Lowering alcohol consumption in Australia could lead to economic, health gains
Economic and health benefits could be achieved if Australia reduced its overall national annual alcohol consumption, reports a new study published in the American Journal of Public Health.
Researchers estimated the economic benefits to health, production and leisure in the 2008 Australian population of a realistic target reduction in per capita annual adult alcohol consumption. They designated a target of 6.4 liters annually per capita on average. They found that a reduction of 3.4 liters of alcohol consumed annually per capita would result in one-third fewer incident cases of disease, deaths, working days lost, days of home-based production lost and a $789 million sector cost reduction to the health sector.

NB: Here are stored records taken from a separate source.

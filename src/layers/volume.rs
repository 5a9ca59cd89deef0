// =============================================================================
// Volume / Accumulation Layer
// =============================================================================
//
// Accumulation = latest volume more than 1.2x its 20-bar mean, an up close,
// and OBV higher than 20 bars ago.
//
//   ratio >= 1.5 with accumulation   85
//   ratio >= 1.2 with accumulation   70
//   ratio < 0.8                      40
//   otherwise                        50

use serde::Serialize;

use crate::indicators::volume::{calculate_obv, volume_ratio, DEFAULT_LOOKBACK};
use crate::types::SignalKind;

use super::{AnalysisContext, Component, LayerKind, LayerResult};

#[derive(Debug, Clone, PartialEq, Serialize)]
pub struct VolumeAnalysis {
    pub score: f64,
    pub ratio: Option<f64>,
    pub accumulation: bool,
    pub description: String,
}

impl VolumeAnalysis {
    pub fn to_layer(&self) -> LayerResult {
        let signal = if self.accumulation {
            SignalKind::Bullish
        } else if self.score < 50.0 {
            SignalKind::Bearish
        } else {
            SignalKind::Neutral
        };
        LayerResult::new(
            LayerKind::Volume,
            self.score,
            vec![Component::new(
                "Volume Accumulation",
                self.score,
                signal,
                self.description.clone(),
            )],
        )
    }
}

pub fn volume_accumulation(ctx: &AnalysisContext<'_>) -> VolumeAnalysis {
    let n = ctx.len();
    let ratio = if n >= DEFAULT_LOOKBACK {
        volume_ratio(&ctx.volumes, DEFAULT_LOOKBACK)
    } else {
        None
    };
    let Some(ratio) = ratio else {
        return VolumeAnalysis {
            score: 50.0,
            ratio: None,
            accumulation: false,
            description: "Insufficient data for volume analysis".to_string(),
        };
    };

    let obv = calculate_obv(ctx.bars);
    let obv_rising = obv[n - 1] > obv[n - DEFAULT_LOOKBACK];
    let price_up = ctx.close_back(1).map_or(false, |prev| ctx.closes[n - 1] > prev);
    let accumulation = ratio > 1.2 && price_up && obv_rising;

    let excess = (ratio - 1.0) * 100.0;
    let (score, description) = if ratio >= 1.5 && accumulation {
        (
            85.0,
            format!("Strong accumulation: {excess:.0}% above average on green days"),
        )
    } else if ratio >= 1.2 && accumulation {
        (
            70.0,
            format!("Moderate accumulation: {excess:.0}% above average volume"),
        )
    } else if ratio < 0.8 {
        (40.0, "Below-average volume, weak participation".to_string())
    } else {
        (50.0, "Average volume participation".to_string())
    };

    VolumeAnalysis {
        score,
        ratio: Some(ratio),
        accumulation,
        description,
    }
}
// =============================================================================
// Advanced Confidence Engine
// =============================================================================
//
// Runs the trend / momentum / structure / volatility layers on every
// timeframe of the profile, scores each timeframe, then blends the timeframe
// scores (daily 40%, weekly 35%, monthly 25% by default).
//
// The daily series must reach `min_bars`; a weekly or monthly series shorter
// than `min_timeframe_bars` is left out and its weight is spread over the
// timeframes that remain.

use serde::{Deserialize, Serialize};
use tracing::debug;

use crate::indicators::pivots::{key_levels, KeyLevels};
use crate::layers::momentum::analyze_momentum;
use crate::layers::structure::analyze_structure;
use crate::layers::trend::analyze_trend;
use crate::layers::volatility::analyze_volatility;
use crate::layers::{AnalysisContext, LayerKind, LayerResult};
use crate::market_data::Bar;
use crate::types::{Bias, Grade, Interval};

use super::profile::ScoringProfile;
use super::weighted_score::{final_score, weighted_mean, WeightedScorer};

/// Bars per timeframe handed to the engine.
#[derive(Debug, Clone, Copy, Default)]
pub struct TimeframeBars<'a> {
    pub daily: &'a [Bar],
    pub weekly: &'a [Bar],
    pub monthly: &'a [Bar],
}

impl<'a> TimeframeBars<'a> {
    pub fn get(&self, interval: Interval) -> &'a [Bar] {
        match interval {
            Interval::Daily => self.daily,
            Interval::Weekly => self.weekly,
            Interval::Monthly => self.monthly,
        }
    }
}

#[derive(Debug, Clone, Copy, PartialEq, Eq, Serialize, Deserialize)]
pub enum Likelihood {
    Low,
    Medium,
    High,
}

#[derive(Debug, Clone, PartialEq, Serialize, Deserialize)]
pub struct Risk {
    pub level: Likelihood,
    pub description: String,
}

#[derive(Debug, Clone, PartialEq, Serialize, Deserialize)]
pub struct Opportunity {
    pub probability: Likelihood,
    pub description: String,
}

#[derive(Debug, Clone, PartialEq, Serialize, Deserialize)]
pub struct TimeframeAnalysis {
    pub interval: Interval,
    pub score: u8,
    pub bias: Bias,
    pub trend: String,
    pub weight: f64,
    pub bars: usize,
}

#[derive(Debug, Clone, PartialEq, Serialize)]
pub struct AdvancedResult {
    pub final_score: u8,
    pub grade: Grade,
    pub bias: Bias,
    pub confidence: String,
    /// Daily layers.
    pub layers: Vec<LayerResult>,
    pub timeframes: Vec<TimeframeAnalysis>,
    pub key_levels: KeyLevels,
    pub risks: Vec<Risk>,
    pub opportunities: Vec<Opportunity>,
    pub sufficient: bool,
}

fn confidence_label(profile: &ScoringProfile, score: f64) -> String {
    profile
        .confidence_labels
        .as_ref()
        .map_or_else(String::new, |labels| labels.classify(score))
}

fn analyze_timeframe(
    profile: &ScoringProfile,
    interval: Interval,
    weight: f64,
    bars: &[Bar],
) -> (TimeframeAnalysis, Vec<LayerResult>) {
    let ctx = AnalysisContext::new(bars);
    let layers = vec![
        analyze_trend(&ctx),
        analyze_momentum(&ctx),
        analyze_structure(&ctx),
        analyze_volatility(&ctx),
    ];
    let score = WeightedScorer::from_profile(profile).score(&layers).score;
    let trend_score = layers
        .iter()
        .find(|l| l.kind == LayerKind::Trend)
        .map_or(50.0, |l| l.score);

    debug!(
        interval = %interval,
        trend = layers[0].score,
        momentum = layers[1].score,
        structure = layers[2].score,
        volatility = layers[3].score,
        score,
        "Timeframe scored"
    );

    let analysis = TimeframeAnalysis {
        interval,
        score,
        bias: profile.bias.classify(score as f64),
        trend: profile.trend_label(trend_score).unwrap_or_default(),
        weight,
        bars: bars.len(),
    };
    (analysis, layers)
}

/// Entry ideas and warnings derived from the blended result.
pub fn assess(
    final_score: u8,
    daily: &TimeframeAnalysis,
    daily_momentum: f64,
    weekly: Option<&TimeframeAnalysis>,
    levels: &KeyLevels,
) -> (Vec<Opportunity>, Vec<Risk>) {
    let mut opportunities = Vec::new();
    let mut risks = Vec::new();

    if let Some(support) = levels.support.first() {
        if final_score >= 60 {
            opportunities.push(Opportunity {
                probability: Likelihood::High,
                description: format!("Pullback to ${support:.2} support offers entry"),
            });
        }
    }
    if let Some(resistance) = levels.resistance.first() {
        if daily_momentum >= 65.0 {
            opportunities.push(Opportunity {
                probability: Likelihood::Medium,
                description: format!("Breakout above ${resistance:.2} confirms continuation"),
            });
        }
    }
    if let Some(weekly) = weekly {
        if daily.score > 70 && weekly.score < 55 {
            risks.push(Risk {
                level: Likelihood::Medium,
                description: "Daily strength not confirmed by weekly timeframe".to_string(),
            });
        }
    }

    (opportunities, risks)
}

pub fn compute_advanced(profile: &ScoringProfile, bars: TimeframeBars<'_>) -> AdvancedResult {
    if bars.daily.len() < profile.min_bars.max(1) {
        debug!(
            profile = %profile.name,
            bars = bars.daily.len(),
            required = profile.min_bars,
            "Advanced fallback: insufficient data"
        );
        let score = final_score(profile.fallback_score);
        return AdvancedResult {
            final_score: score,
            grade: profile.grades.classify(score as f64),
            bias: Bias::Neutral,
            confidence: confidence_label(profile, score as f64),
            layers: Vec::new(),
            timeframes: Vec::new(),
            key_levels: KeyLevels::default(),
            risks: vec![Risk {
                level: Likelihood::High,
                description: "Insufficient data for multi-timeframe analysis".to_string(),
            }],
            opportunities: Vec::new(),
            sufficient: false,
        };
    }

    let mut timeframes = Vec::new();
    let mut daily_layers = Vec::new();
    for tf in &profile.timeframes {
        let series = bars.get(tf.interval);
        let required = if tf.interval == Interval::Daily {
            profile.min_bars
        } else {
            profile.min_timeframe_bars
        };
        if series.is_empty() || series.len() < required {
            debug!(interval = %tf.interval, bars = series.len(), "Timeframe skipped");
            continue;
        }
        let (analysis, layers) = analyze_timeframe(profile, tf.interval, tf.weight, series);
        if tf.interval == Interval::Daily {
            daily_layers = layers;
        }
        timeframes.push(analysis);
    }

    // A profile without a daily timeframe entry still reports the daily layers.
    if daily_layers.is_empty() {
        let (analysis, layers) = analyze_timeframe(profile, Interval::Daily, 1.0, bars.daily);
        daily_layers = layers;
        if timeframes.is_empty() {
            timeframes.push(analysis);
        }
    }

    let pairs: Vec<(f64, f64)> = timeframes.iter().map(|t| (t.weight, t.score as f64)).collect();
    let score = final_score(weighted_mean(&pairs).unwrap_or(profile.fallback_score));

    let levels = key_levels(bars.daily);
    let daily = timeframes.iter().find(|t| t.interval == Interval::Daily);
    let weekly = timeframes.iter().find(|t| t.interval == Interval::Weekly);
    let momentum = daily_layers
        .iter()
        .find(|l| l.kind == LayerKind::Momentum)
        .map_or(50.0, |l| l.score);
    let (opportunities, risks) = match daily {
        Some(daily) => assess(score, daily, momentum, weekly, &levels),
        None => (Vec::new(), Vec::new()),
    };

    debug!(
        profile = %profile.name,
        timeframes = timeframes.len(),
        score,
        "Advanced confidence scored"
    );

    AdvancedResult {
        final_score: score,
        grade: profile.grades.classify(score as f64),
        bias: profile.bias.classify(score as f64),
        confidence: confidence_label(profile, score as f64),
        layers: daily_layers,
        timeframes,
        key_levels: levels,
        risks,
        opportunities,
        sufficient: true,
    }
}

The study’s authors suggested, “If Australia were able to achieve a national reduction in adult alcohol consumption from an average 9.8 liters to 6.4 liters per capita per year, the largest component of the total potential opportunity cost savings modeled would occur in the health sector, followed by workforce and household production, respectively, using the more realistic FCA (friction cost approach, a more conservative estimate). We estimated a reduction in new cases of alcohol-related disease (alcohol dependence, suicides, injuries and cancers), decline in days absent from work and an increase in days of home-based production.”

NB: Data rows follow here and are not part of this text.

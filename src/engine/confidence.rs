// =============================================================================
// Basic Confidence Engine
// =============================================================================
//
// Four point layers (trend, momentum, volume, Fibonacci pivot) blended with
// the basic profile.  Needs the profile's `min_bars` (200, for SMA200);
// anything shorter returns the neutral fallback with an "Insufficient data"
// reason instead of a score.

use serde::{Deserialize, Serialize};
use tracing::debug;

use crate::layers::basic::{fibonacci_points, momentum_points, trend_points, volume_points};
use crate::layers::{AnalysisContext, LayerResult};
use crate::market_data::Bar;
use crate::types::{Bias, Grade};

use super::profile::ScoringProfile;
use super::weighted_score::{final_score, LayerContribution, WeightedScorer};

#[derive(Debug, Clone, PartialEq, Serialize, Deserialize)]
pub struct ConfidenceResult {
    pub score: u8,
    pub grade: Grade,
    pub bias: Bias,
    pub reasons: Vec<String>,
    /// Per-layer contribution; for the basic profile this is the point total
    /// of each layer.
    pub breakdown: Vec<LayerContribution>,
    pub layers: Vec<LayerResult>,
    pub bars: usize,
    /// False when the input was too short and this is the fallback result.
    pub sufficient: bool,
}

impl ConfidenceResult {
    pub fn insufficient(profile: &ScoringProfile, bars: usize) -> Self {
        let score = final_score(profile.fallback_score);
        Self {
            score,
            grade: profile.grades.classify(score as f64),
            bias: Bias::Neutral,
            reasons: vec!["Insufficient data".to_string()],
            breakdown: Vec::new(),
            layers: Vec::new(),
            bars,
            sufficient: false,
        }
    }
}

pub fn compute_confidence(profile: &ScoringProfile, bars: &[Bar]) -> ConfidenceResult {
    if bars.len() < profile.min_bars.max(1) {
        debug!(
            profile = %profile.name,
            bars = bars.len(),
            required = profile.min_bars,
            "Confidence fallback: insufficient data"
        );
        return ConfidenceResult::insufficient(profile, bars.len());
    }

    let ctx = AnalysisContext::new(bars);
    let point_layers = [
        trend_points(&ctx),
        momentum_points(&ctx),
        volume_points(&ctx),
        fibonacci_points(&ctx),
    ];

    let layers: Vec<LayerResult> = point_layers.iter().map(|p| p.layer.clone()).collect();
    let reasons: Vec<String> = point_layers.iter().map(|p| p.reason.clone()).collect();

    let scoring = WeightedScorer::from_profile(profile).score(&layers);
    let score = scoring.score;

    debug!(
        profile = %profile.name,
        trend = point_layers[0].points,
        momentum = point_layers[1].points,
        volume = point_layers[2].points,
        fibonacci = point_layers[3].points,
        score,
        "Confidence scored"
    );

    ConfidenceResult {
        score,
        grade: profile.grades.classify(score as f64),
        bias: profile.bias.classify(score as f64),
        reasons,
        breakdown: scoring.contributions,
        layers,
        bars: bars.len(),
        sufficient: true,
    }
}

// =============================================================================
// Unit Tests
// =============================================================================
#[cfg(test)]
mod tests {
    use super::*;
    use crate::layers::LayerKind;
    use crate::market_data::fixtures;

    #[test]
    fn short_history_falls_back() {
        let profile = ScoringProfile::basic();
        let result = compute_confidence(&profile, &fixtures::rising(199, 100.0, 1.0));
        assert!(!result.sufficient);
        assert_eq!(result.score, 0);
        assert_eq!(result.bias, Bias::Neutral);
        assert_eq!(result.reasons, vec!["Insufficient data".to_string()]);
    }

    #[test]
    fn empty_input_falls_back() {
        let result = compute_confidence(&ScoringProfile::basic(), &[]);
        assert!(!result.sufficient);
        assert_eq!(result.bars, 0);
    }

    #[test]
    fn steady_uptrend_scores_points() {
        // closes 101..=400
        let bars = fixtures::rising(300, 101.0, 1.0);
        let result = compute_confidence(&ScoringProfile::basic(), &bars);
        assert!(result.sufficient);

        let points = |kind: LayerKind| {
            result
                .breakdown
                .iter()
                .find(|c| c.layer == kind)
                .map(|c| c.contribution.round())
                .unwrap()
        };
        assert_eq!(points(LayerKind::Trend), 35.0);
        // RSI pinned at 100: outside the 60-70 sweet spot.
        assert_eq!(points(LayerKind::Momentum), 18.0);
        assert_eq!(points(LayerKind::Volume), 8.0);
        assert_eq!(points(LayerKind::Fibonacci), 14.0);

        assert_eq!(result.score, 75);
        assert_eq!(result.bias, Bias::Bullish);
        assert_eq!(result.grade, Grade::B);
        assert_eq!(
            result.reasons,
            vec![
                "Short-term trend is clearly above long-term average",
                "Momentum supports continuation",
                "Volume participation is average or low",
                "Price is holding above key Fibonacci structure",
            ]
        );
    }

    #[test]
    fn score_is_always_in_range() {
        for bars in [
            fixtures::wave(260, 80.0, 0.1),
            fixtures::falling(260, 400.0, 1.0),
            fixtures::flat(260, 10.0),
        ] {
            let result = compute_confidence(&ScoringProfile::basic(), &bars);
            assert!(result.score <= 100);
            assert!(result.sufficient);
        }
    }
}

[From: "The Economic Gains of Achieving Reduced Alcohol Consumption Targets for Australia." Contact: Anne Magnus, Deakin University, Victoria, Australia.]
South Dakota Indian reservation reports high food insecurity
Food insecurity — defined as the state of either having limited or uncertain access to food that is nutritionally adequate, culturally acceptable, and safe or having an uncertain ability to acquire foods in socially acceptable ways — is prevalent among families living on the Pine Ridge Reservation in South Dakota, reports a recent study from the American Journal of Public Health.

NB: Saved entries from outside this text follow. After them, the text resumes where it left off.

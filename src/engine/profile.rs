// =============================================================================
// Scoring Profiles — named weight / threshold tables per engine variant
// =============================================================================
//
// Every aggregation engine is driven by a profile: which layers it blends and
// with what weight, how timeframes are blended, and the score thresholds that
// map the final 0-100 score onto a grade, a bias and the descriptive labels.
//
// Thresholds differ between variants on purpose.  Each preset below is an
// independently observable behaviour and must not be unified with the others.
//
// Profiles are plain serde data so they can be overridden from the runtime
// configuration file.
// =============================================================================

use serde::{Deserialize, Serialize};

use crate::layers::LayerKind;
use crate::types::{Bias, Grade, Interval};

// =============================================================================
// Threshold scales
// =============================================================================

#[derive(Debug, Clone, PartialEq, Serialize, Deserialize)]
pub struct ScoreStep<T> {
    pub min: f64,
    pub value: T,
}

/// Descending list of `min` thresholds; the first step with
/// `min <= score` wins, otherwise `floor`.
#[derive(Debug, Clone, PartialEq, Serialize, Deserialize)]
pub struct ScoreScale<T> {
    pub steps: Vec<ScoreStep<T>>,
    pub floor: T,
}

impl<T: Clone> ScoreScale<T> {
    pub fn new(steps: Vec<(f64, T)>, floor: T) -> Self {
        Self {
            steps: steps
                .into_iter()
                .map(|(min, value)| ScoreStep { min, value })
                .collect(),
            floor,
        }
    }

    pub fn classify(&self, score: f64) -> T {
        self.steps
            .iter()
            .find(|step| score >= step.min)
            .map_or_else(|| self.floor.clone(), |step| step.value.clone())
    }
}

fn labels(steps: &[(f64, &str)], floor: &str) -> ScoreScale<String> {
    ScoreScale::new(
        steps.iter().map(|(min, v)| (*min, v.to_string())).collect(),
        floor.to_string(),
    )
}

#[derive(Debug, Clone, Copy, PartialEq, Eq, Serialize, Deserialize)]
#[serde(rename_all = "snake_case")]
pub enum Comparison {
    AtLeast,
    AtMost,
}

#[derive(Debug, Clone, PartialEq, Serialize, Deserialize)]
pub struct Rule<T> {
    pub op: Comparison,
    pub threshold: f64,
    pub value: T,
}

/// Ordered threshold rules; the first matching rule wins, otherwise
/// `default`.
///
/// Bias tables mix "at least" and "at most" tests in an order that matters
/// (e.g. `>= 75` Bullish is checked before `<= 45` Bearish), so they cannot be
/// expressed as a single descending scale.
#[derive(Debug, Clone, PartialEq, Serialize, Deserialize)]
pub struct RuleScale<T> {
    pub rules: Vec<Rule<T>>,
    pub default: T,
}

impl<T: Clone> RuleScale<T> {
    pub fn new(rules: Vec<(Comparison, f64, T)>, default: T) -> Self {
        Self {
            rules: rules
                .into_iter()
                .map(|(op, threshold, value)| Rule { op, threshold, value })
                .collect(),
            default,
        }
    }

    pub fn classify(&self, score: f64) -> T {
        self.rules
            .iter()
            .find(|rule| match rule.op {
                Comparison::AtLeast => score >= rule.threshold,
                Comparison::AtMost => score <= rule.threshold,
            })
            .map_or_else(|| self.default.clone(), |rule| rule.value.clone())
    }
}

pub type BiasScale = RuleScale<Bias>;

impl RuleScale<Bias> {
    /// >= 75 Bullish, <= 45 Bearish, <= 74 Neutral to Bullish,
    /// >= 46 Neutral to Bearish.
    pub fn basic() -> Self {
        use Comparison::*;
        Self::new(
            vec![
                (AtLeast, 75.0, Bias::Bullish),
                (AtMost, 45.0, Bias::Bearish),
                (AtMost, 74.0, Bias::NeutralToBullish),
                (AtLeast, 46.0, Bias::NeutralToBearish),
            ],
            Bias::Neutral,
        )
    }

    /// >= 75 Bullish, >= 60 Neutral to Bullish, <= 45 Bearish,
    /// <= 60 Neutral to Bearish.
    pub fn advanced() -> Self {
        use Comparison::*;
        Self::new(
            vec![
                (AtLeast, 75.0, Bias::Bullish),
                (AtLeast, 60.0, Bias::NeutralToBullish),
                (AtMost, 45.0, Bias::Bearish),
                (AtMost, 60.0, Bias::NeutralToBearish),
            ],
            Bias::Neutral,
        )
    }

    /// Three-way split used by direction-style outputs.
    pub fn three_way(bullish: f64, bearish: f64) -> Self {
        use Comparison::*;
        Self::new(
            vec![(AtLeast, bullish, Bias::Bullish), (AtMost, bearish, Bias::Bearish)],
            Bias::Neutral,
        )
    }
}

// =============================================================================
// Profiles
// =============================================================================

#[derive(Debug, Clone, PartialEq, Serialize, Deserialize)]
pub struct LayerWeight {
    pub layer: LayerKind,
    pub weight: f64,
}

#[derive(Debug, Clone, PartialEq, Serialize, Deserialize)]
pub struct TimeframeWeight {
    pub interval: Interval,
    pub weight: f64,
}

fn layer_weights(weights: &[(LayerKind, f64)]) -> Vec<LayerWeight> {
    weights
        .iter()
        .map(|&(layer, weight)| LayerWeight { layer, weight })
        .collect()
}

#[derive(Debug, Clone, PartialEq, Serialize, Deserialize)]
pub struct ScoringProfile {
    pub name: String,
    pub layers: Vec<LayerWeight>,
    /// Empty for single-timeframe engines.
    #[serde(default)]
    pub timeframes: Vec<TimeframeWeight>,
    pub grades: ScoreScale<Grade>,
    pub bias: BiasScale,
    #[serde(default)]
    pub confidence_labels: Option<ScoreScale<String>>,
    #[serde(default)]
    pub strength_labels: Option<ScoreScale<String>>,
    /// Per-timeframe trend label keyed on the trend layer score.
    #[serde(default)]
    pub trend_labels: Option<RuleScale<String>>,
    /// Daily bars required before the engine scores at all.
    pub min_bars: usize,
    /// Bars a secondary timeframe needs to take part in the blend.
    #[serde(default)]
    pub min_timeframe_bars: usize,
    /// Score reported when the daily series is too short.
    pub fallback_score: f64,
}

impl ScoringProfile {
    pub fn layer_weight(&self, kind: LayerKind) -> Option<f64> {
        self.layers.iter().find(|w| w.layer == kind).map(|w| w.weight)
    }

    /// SMA50/200 trend, RSI band, volume ratio and Fibonacci pivot points.
    pub fn basic() -> Self {
        Self {
            name: "basic".to_string(),
            layers: layer_weights(&[
                (LayerKind::Trend, 0.35),
                (LayerKind::Momentum, 0.25),
                (LayerKind::Volume, 0.20),
                (LayerKind::Fibonacci, 0.20),
            ]),
            timeframes: Vec::new(),
            grades: ScoreScale::new(
                vec![(90.0, Grade::APlus), (80.0, Grade::A), (70.0, Grade::B), (60.0, Grade::C)],
                Grade::D,
            ),
            bias: BiasScale::basic(),
            confidence_labels: None,
            strength_labels: None,
            trend_labels: None,
            min_bars: 200,
            min_timeframe_bars: 0,
            fallback_score: 0.0,
        }
    }

    /// Four-layer analysis blended over daily / weekly / monthly bars.
    pub fn advanced() -> Self {
        Self {
            name: "advanced".to_string(),
            layers: layer_weights(&[
                (LayerKind::Trend, 0.30),
                (LayerKind::Momentum, 0.25),
                (LayerKind::Structure, 0.25),
                (LayerKind::Volatility, 0.20),
            ]),
            timeframes: vec![
                TimeframeWeight { interval: Interval::Daily, weight: 0.40 },
                TimeframeWeight { interval: Interval::Weekly, weight: 0.35 },
                TimeframeWeight { interval: Interval::Monthly, weight: 0.25 },
            ],
            grades: ScoreScale::new(
                vec![(90.0, Grade::APlus), (80.0, Grade::A), (70.0, Grade::B), (60.0, Grade::C)],
                Grade::D,
            ),
            bias: BiasScale::advanced(),
            confidence_labels: Some(labels(
                &[(80.0, "Very High"), (70.0, "High"), (60.0, "Medium-High"), (50.0, "Medium")],
                "Low",
            )),
            strength_labels: None,
            trend_labels: Some(RuleScale::new(
                vec![
                    (Comparison::AtLeast, 70.0, "Strong Up".to_string()),
                    (Comparison::AtLeast, 55.0, "Up".to_string()),
                    (Comparison::AtMost, 40.0, "Down".to_string()),
                ],
                "Ranging".to_string(),
            )),
            min_bars: 55,
            min_timeframe_bars: 35,
            fallback_score: 50.0,
        }
    }

    /// EMA stack + swing structure, momentum, accumulation and structure.
    pub fn institutional() -> Self {
        Self {
            name: "institutional".to_string(),
            layers: layer_weights(&[
                (LayerKind::Trend, 0.35),
                (LayerKind::Momentum, 0.30),
                (LayerKind::Volume, 0.20),
                (LayerKind::Structure, 0.15),
            ]),
            timeframes: Vec::new(),
            grades: ScoreScale::new(
                vec![
                    (85.0, Grade::APlus),
                    (80.0, Grade::A),
                    (75.0, Grade::BPlus),
                    (70.0, Grade::B),
                    (65.0, Grade::BMinus),
                    (60.0, Grade::CPlus),
                    (55.0, Grade::C),
                    (50.0, Grade::CMinus),
                    (45.0, Grade::DPlus),
                ],
                Grade::D,
            ),
            bias: BiasScale::three_way(65.0, 45.0),
            confidence_labels: Some(labels(
                &[(80.0, "VERY HIGH"), (70.0, "HIGH"), (55.0, "MEDIUM")],
                "LOW",
            )),
            strength_labels: Some(labels(&[(75.0, "STRONG"), (60.0, "MODERATE")], "WEAK")),
            trend_labels: None,
            min_bars: 60,
            min_timeframe_bars: 0,
            fallback_score: 50.0,
        }
    }

    pub fn trend_label(&self, trend_score: f64) -> Option<String> {
        Some(self.trend_labels.as_ref()?.classify(trend_score))
    }
}

/// Two-timeframe blend of basic confidence results.
#[derive(Debug, Clone, PartialEq, Serialize, Deserialize)]
pub struct ConfluenceProfile {
    pub name: String,
    pub daily_weight: f64,
    pub weekly_weight: f64,
    pub bias: BiasScale,
    /// Append "aligned" / "divergence" lines to the reasons.
    #[serde(default)]
    pub alignment_reasons: bool,
}

impl ConfluenceProfile {
    /// 60% daily, 40% weekly with the basic bias table.
    pub fn chart() -> Self {
        Self {
            name: "chart".to_string(),
            daily_weight: 0.6,
            weekly_weight: 0.4,
            bias: BiasScale::basic(),
            alignment_reasons: false,
        }
    }

    /// 40% daily, 60% weekly; >= 65 Bullish, <= 35 Bearish.
    pub fn multi_timeframe() -> Self {
        Self {
            name: "multi_timeframe".to_string(),
            daily_weight: 0.4,
            weekly_weight: 0.6,
            bias: BiasScale::three_way(65.0, 35.0),
            alignment_reasons: true,
        }
    }
}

Researchers examined the prevalence and consequences of food insecurity among American Indian families with young children. Parents or caregivers of kindergarten-age Lakota children enrolled in the Bright Start study living on the Pine Ridge Reservation completed a questionnaire on their child’s dietary intake, the home food environment and food security. Approximately 40 percent of parents reported that their households had experienced food insecurity within the past 12 months. About a third of these 124 families experienced very low food security. Children from food-insecure households were more likely to eat some less healthy types of food, including items purchased at convenience stores, and food-insecure parents reported experiencing several barriers to accessing healthful food, perpetuating the cycle.
The study’s authors wrote, “Specifically among the Lakota people residing on the Pine Ridge reservation, community- and family-based efforts such as shared gardens, organized transportation to high-quality supermarkets, home economics classes for adults and children that teach skills to create simple and healthful meals, and cooking and canning collectives may increase access to and knowledge about healthful food while building social networks and social capital in communities, which can buffer the harmful effect that poverty, unemployment and discrimination have on health.”
[From: “High Food Insecurity and Its Correlates Among Families Living on a Rural American Indian Reservation.” Contact: Katherine W. Bauer, Temple University, Philadelphia, Pa.]
The American Journal of Public Health is the monthly journal of the American Public Health Association® (APHA), the oldest and most diverse organization of public health professionals in the world. APHA is a leading publisher of books and periodicals promoting sound scientific standards, action programs and public policy to enhance health.